**Problem to work on:** Retype, word for word, every line of the records below starting at the one that contains "dependencies they describe." and ending at the one that contains "Typed runtime settings."; include both of those lines and nothing more.

**Supplied records:**
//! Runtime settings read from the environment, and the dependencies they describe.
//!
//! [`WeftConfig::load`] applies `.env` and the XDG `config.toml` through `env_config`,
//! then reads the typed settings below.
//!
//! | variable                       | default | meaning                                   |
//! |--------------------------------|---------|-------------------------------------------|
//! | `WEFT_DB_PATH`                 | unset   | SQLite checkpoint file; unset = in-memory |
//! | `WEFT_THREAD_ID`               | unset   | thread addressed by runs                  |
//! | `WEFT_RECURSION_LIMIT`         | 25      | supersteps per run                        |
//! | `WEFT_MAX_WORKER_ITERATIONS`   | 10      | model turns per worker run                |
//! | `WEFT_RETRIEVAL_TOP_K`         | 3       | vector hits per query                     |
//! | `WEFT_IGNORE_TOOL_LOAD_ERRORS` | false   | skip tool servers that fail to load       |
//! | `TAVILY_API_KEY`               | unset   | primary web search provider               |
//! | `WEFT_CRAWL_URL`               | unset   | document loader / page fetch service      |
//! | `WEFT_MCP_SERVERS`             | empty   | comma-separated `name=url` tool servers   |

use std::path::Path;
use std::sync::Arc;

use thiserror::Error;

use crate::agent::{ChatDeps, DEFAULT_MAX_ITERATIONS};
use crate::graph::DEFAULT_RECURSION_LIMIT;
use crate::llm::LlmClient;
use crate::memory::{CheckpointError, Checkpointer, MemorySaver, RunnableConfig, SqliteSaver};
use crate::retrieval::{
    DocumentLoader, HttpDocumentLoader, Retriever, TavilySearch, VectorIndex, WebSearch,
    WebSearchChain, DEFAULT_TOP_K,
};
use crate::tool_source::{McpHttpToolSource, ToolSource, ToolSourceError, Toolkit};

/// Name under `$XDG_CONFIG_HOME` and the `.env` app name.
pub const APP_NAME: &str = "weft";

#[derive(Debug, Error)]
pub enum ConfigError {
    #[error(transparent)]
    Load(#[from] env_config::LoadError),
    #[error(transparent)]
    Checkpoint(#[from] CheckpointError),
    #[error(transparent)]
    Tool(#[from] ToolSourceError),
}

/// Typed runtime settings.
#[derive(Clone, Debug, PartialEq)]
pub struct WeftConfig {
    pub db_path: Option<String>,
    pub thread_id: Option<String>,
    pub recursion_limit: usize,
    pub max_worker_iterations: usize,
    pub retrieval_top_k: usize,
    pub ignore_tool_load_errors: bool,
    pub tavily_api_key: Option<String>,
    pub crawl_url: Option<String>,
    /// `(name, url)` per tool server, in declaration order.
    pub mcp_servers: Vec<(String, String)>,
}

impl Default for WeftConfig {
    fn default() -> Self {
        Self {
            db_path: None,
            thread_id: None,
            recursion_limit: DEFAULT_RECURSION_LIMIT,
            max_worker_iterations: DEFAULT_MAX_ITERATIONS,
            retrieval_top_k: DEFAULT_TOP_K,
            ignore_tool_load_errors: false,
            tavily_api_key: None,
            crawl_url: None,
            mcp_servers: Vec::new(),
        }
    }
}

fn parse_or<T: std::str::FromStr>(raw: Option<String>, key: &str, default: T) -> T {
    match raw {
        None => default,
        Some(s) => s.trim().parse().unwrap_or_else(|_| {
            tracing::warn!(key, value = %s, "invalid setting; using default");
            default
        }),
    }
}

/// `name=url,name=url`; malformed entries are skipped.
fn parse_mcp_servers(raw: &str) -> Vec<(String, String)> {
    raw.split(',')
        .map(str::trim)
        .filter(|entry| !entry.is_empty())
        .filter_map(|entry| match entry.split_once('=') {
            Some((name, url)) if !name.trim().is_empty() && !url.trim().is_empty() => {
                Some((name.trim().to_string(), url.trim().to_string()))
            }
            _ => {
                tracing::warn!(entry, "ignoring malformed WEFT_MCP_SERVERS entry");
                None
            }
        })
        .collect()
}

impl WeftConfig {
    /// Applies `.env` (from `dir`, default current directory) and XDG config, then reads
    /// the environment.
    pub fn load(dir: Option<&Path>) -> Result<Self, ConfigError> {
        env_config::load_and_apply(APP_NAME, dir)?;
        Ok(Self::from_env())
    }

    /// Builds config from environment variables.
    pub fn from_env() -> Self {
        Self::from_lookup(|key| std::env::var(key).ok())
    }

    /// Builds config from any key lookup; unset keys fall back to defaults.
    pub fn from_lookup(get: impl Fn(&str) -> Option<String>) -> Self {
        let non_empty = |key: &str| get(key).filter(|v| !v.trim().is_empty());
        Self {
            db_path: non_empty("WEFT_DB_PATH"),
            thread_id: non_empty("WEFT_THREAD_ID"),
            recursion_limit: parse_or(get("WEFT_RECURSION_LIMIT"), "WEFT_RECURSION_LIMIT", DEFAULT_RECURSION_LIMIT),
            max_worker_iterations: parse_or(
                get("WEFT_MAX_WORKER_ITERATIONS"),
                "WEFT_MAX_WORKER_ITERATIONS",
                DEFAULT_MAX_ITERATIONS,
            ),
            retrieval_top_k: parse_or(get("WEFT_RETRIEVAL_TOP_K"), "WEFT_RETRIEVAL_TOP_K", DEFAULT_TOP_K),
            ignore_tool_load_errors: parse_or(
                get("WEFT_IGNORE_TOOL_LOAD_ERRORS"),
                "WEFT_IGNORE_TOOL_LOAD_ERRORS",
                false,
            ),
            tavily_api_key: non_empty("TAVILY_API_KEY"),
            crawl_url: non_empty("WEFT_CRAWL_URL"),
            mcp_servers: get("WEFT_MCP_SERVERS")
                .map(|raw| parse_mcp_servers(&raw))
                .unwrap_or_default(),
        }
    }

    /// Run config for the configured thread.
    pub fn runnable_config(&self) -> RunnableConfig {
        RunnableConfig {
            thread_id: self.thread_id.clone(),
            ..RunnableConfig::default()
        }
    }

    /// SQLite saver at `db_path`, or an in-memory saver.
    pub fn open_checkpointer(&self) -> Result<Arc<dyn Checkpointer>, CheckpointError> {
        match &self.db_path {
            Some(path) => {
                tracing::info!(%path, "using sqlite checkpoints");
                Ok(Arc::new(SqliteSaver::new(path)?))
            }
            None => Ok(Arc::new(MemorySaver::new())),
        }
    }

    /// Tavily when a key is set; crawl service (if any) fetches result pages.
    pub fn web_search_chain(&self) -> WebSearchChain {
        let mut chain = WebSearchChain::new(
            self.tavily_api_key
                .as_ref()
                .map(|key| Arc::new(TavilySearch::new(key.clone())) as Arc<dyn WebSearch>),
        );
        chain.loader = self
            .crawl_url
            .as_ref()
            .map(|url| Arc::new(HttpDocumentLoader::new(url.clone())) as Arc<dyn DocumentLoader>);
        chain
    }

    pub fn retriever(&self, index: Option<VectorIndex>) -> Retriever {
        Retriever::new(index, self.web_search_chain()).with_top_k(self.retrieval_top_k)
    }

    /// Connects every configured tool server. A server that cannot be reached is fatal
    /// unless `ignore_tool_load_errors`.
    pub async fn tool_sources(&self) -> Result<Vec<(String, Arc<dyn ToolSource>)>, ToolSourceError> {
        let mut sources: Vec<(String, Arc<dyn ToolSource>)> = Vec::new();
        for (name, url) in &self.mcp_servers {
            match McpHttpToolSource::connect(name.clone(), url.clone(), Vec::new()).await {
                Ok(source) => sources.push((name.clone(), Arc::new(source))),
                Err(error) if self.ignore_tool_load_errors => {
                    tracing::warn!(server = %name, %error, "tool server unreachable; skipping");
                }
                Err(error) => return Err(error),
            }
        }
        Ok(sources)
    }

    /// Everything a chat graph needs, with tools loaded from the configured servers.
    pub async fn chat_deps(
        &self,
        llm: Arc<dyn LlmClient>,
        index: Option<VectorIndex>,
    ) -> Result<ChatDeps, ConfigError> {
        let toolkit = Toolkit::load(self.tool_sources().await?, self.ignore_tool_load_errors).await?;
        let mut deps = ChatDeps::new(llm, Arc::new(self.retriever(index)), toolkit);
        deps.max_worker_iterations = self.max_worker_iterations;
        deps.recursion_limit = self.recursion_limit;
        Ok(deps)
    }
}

==

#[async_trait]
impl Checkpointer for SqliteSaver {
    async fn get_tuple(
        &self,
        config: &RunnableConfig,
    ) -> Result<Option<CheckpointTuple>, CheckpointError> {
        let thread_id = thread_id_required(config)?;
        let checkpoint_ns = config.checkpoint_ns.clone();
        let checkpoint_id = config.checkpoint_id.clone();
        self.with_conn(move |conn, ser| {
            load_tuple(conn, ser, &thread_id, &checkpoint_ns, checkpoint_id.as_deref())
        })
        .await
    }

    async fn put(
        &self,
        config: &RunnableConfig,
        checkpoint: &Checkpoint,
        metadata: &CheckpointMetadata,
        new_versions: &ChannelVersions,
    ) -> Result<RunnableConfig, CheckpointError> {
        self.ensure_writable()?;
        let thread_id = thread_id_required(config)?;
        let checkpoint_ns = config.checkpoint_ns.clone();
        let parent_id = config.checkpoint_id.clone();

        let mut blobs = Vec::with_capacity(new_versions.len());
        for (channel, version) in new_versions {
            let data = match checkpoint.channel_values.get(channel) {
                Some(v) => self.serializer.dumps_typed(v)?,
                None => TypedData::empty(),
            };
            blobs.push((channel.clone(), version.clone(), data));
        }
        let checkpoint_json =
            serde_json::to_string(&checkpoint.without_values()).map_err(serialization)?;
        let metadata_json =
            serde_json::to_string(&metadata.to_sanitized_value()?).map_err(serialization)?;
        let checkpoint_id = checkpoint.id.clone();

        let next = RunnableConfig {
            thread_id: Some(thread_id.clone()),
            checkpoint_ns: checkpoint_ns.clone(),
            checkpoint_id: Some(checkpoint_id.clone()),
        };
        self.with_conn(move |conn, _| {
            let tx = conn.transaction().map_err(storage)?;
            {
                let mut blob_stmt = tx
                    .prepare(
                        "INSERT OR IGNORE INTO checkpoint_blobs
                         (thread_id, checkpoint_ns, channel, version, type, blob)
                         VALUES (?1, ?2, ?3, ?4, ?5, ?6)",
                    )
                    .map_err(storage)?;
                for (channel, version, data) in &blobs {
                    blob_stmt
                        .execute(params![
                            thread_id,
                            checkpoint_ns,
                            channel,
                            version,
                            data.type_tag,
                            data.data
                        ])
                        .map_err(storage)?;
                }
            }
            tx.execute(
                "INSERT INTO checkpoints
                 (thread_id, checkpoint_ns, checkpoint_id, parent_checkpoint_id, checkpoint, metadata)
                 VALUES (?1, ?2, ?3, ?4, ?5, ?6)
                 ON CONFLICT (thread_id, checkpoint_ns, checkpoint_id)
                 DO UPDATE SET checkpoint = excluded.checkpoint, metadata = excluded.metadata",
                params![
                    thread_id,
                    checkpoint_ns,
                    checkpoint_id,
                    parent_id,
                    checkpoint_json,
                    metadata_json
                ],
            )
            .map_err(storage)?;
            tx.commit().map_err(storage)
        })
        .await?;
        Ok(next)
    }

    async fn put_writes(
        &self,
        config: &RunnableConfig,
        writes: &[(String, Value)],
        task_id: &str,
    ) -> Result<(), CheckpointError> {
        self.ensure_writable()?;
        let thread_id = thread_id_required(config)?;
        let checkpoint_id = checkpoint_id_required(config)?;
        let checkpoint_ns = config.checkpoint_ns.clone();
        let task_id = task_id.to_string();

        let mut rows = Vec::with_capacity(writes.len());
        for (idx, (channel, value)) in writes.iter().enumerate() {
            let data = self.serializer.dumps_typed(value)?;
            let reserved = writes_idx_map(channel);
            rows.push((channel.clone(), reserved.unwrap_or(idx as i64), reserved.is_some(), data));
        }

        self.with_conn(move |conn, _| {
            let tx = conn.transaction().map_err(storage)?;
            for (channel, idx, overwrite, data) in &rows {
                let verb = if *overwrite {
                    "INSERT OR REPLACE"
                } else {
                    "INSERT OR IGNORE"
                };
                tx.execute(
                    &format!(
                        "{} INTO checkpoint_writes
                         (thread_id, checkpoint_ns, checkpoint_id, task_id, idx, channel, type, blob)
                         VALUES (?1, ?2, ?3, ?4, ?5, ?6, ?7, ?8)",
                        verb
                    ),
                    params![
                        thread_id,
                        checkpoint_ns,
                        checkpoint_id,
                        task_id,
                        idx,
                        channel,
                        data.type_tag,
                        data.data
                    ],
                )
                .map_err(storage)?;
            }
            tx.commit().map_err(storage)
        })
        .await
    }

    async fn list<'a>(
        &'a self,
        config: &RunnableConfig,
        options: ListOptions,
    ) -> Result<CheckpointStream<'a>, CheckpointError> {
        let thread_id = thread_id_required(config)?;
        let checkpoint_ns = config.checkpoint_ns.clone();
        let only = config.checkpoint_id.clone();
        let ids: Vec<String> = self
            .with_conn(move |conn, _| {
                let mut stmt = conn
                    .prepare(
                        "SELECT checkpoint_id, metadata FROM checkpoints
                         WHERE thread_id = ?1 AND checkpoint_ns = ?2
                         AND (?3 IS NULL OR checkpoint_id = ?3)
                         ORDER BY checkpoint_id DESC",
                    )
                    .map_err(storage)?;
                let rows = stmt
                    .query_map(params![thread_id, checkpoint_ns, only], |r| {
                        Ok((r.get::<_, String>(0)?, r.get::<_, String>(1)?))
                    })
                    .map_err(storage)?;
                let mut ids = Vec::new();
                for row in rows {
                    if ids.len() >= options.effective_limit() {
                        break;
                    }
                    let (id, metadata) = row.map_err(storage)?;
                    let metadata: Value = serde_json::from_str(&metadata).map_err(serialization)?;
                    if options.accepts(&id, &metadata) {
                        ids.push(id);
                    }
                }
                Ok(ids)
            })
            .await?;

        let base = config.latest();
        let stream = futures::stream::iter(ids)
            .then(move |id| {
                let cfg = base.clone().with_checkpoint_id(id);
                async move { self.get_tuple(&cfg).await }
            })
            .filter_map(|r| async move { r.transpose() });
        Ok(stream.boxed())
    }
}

---

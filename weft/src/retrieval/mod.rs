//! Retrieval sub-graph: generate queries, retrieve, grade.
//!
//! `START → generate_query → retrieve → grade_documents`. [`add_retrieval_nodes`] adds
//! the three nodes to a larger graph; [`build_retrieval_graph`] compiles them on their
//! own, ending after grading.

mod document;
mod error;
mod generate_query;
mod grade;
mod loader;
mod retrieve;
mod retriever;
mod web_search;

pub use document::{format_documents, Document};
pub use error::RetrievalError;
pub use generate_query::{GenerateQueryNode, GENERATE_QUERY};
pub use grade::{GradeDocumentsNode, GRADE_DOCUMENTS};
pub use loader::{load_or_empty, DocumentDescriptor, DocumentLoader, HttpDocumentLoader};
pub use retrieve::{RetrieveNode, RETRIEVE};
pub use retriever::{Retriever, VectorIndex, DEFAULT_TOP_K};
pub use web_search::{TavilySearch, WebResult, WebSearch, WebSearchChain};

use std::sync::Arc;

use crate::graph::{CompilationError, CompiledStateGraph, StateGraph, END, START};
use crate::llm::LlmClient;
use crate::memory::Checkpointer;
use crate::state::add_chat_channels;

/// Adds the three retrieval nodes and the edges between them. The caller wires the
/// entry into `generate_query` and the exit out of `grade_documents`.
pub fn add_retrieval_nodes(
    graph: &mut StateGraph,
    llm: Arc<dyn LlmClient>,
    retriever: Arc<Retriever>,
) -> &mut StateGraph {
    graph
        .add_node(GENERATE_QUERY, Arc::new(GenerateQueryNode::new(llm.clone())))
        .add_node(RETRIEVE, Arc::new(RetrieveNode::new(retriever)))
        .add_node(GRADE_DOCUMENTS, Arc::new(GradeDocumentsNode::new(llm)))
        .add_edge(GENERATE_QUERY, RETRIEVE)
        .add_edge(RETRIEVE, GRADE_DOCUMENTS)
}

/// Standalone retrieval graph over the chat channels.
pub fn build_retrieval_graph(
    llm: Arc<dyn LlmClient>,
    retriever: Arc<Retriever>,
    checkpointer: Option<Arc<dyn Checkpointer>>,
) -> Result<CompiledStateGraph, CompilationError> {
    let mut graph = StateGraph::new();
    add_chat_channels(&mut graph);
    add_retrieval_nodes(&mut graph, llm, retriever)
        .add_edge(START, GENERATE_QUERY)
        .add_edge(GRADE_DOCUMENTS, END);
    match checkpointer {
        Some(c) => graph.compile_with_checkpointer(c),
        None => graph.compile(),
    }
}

**Task result:**
//! Runtime settings read from the environment, and the dependencies they describe.
//!
//! [`WeftConfig::load`] applies `.env` and the XDG `config.toml` through `env_config`,
//! then reads the typed settings below.
//!
//! | variable                       | default | meaning                                   |
//! |--------------------------------|---------|-------------------------------------------|
//! | `WEFT_DB_PATH`                 | unset   | SQLite checkpoint file; unset = in-memory |
//! | `WEFT_THREAD_ID`               | unset   | thread addressed by runs                  |
//! | `WEFT_RECURSION_LIMIT`         | 25      | supersteps per run                        |
//! | `WEFT_MAX_WORKER_ITERATIONS`   | 10      | model turns per worker run                |
//! | `WEFT_RETRIEVAL_TOP_K`         | 3       | vector hits per query                     |
//! | `WEFT_IGNORE_TOOL_LOAD_ERRORS` | false   | skip tool servers that fail to load       |
//! | `TAVILY_API_KEY`               | unset   | primary web search provider               |
//! | `WEFT_CRAWL_URL`               | unset   | document loader / page fetch service      |
//! | `WEFT_MCP_SERVERS`             | empty   | comma-separated `name=url` tool servers   |

use std::path::Path;
use std::sync::Arc;

use thiserror::Error;

use crate::agent::{ChatDeps, DEFAULT_MAX_ITERATIONS};
use crate::graph::DEFAULT_RECURSION_LIMIT;
use crate::llm::LlmClient;
use crate::memory::{CheckpointError, Checkpointer, MemorySaver, RunnableConfig, SqliteSaver};
use crate::retrieval::{
    DocumentLoader, HttpDocumentLoader, Retriever, TavilySearch, VectorIndex, WebSearch,
    WebSearchChain, DEFAULT_TOP_K,
};
use crate::tool_source::{McpHttpToolSource, ToolSource, ToolSourceError, Toolkit};

/// Name under `$XDG_CONFIG_HOME` and the `.env` app name.
pub const APP_NAME: &str = "weft";

#[derive(Debug, Error)]
pub enum ConfigError {
    #[error(transparent)]
    Load(#[from] env_config::LoadError),
    #[error(transparent)]
    Checkpoint(#[from] CheckpointError),
    #[error(transparent)]
    Tool(#[from] ToolSourceError),
}

/// Typed runtime settings.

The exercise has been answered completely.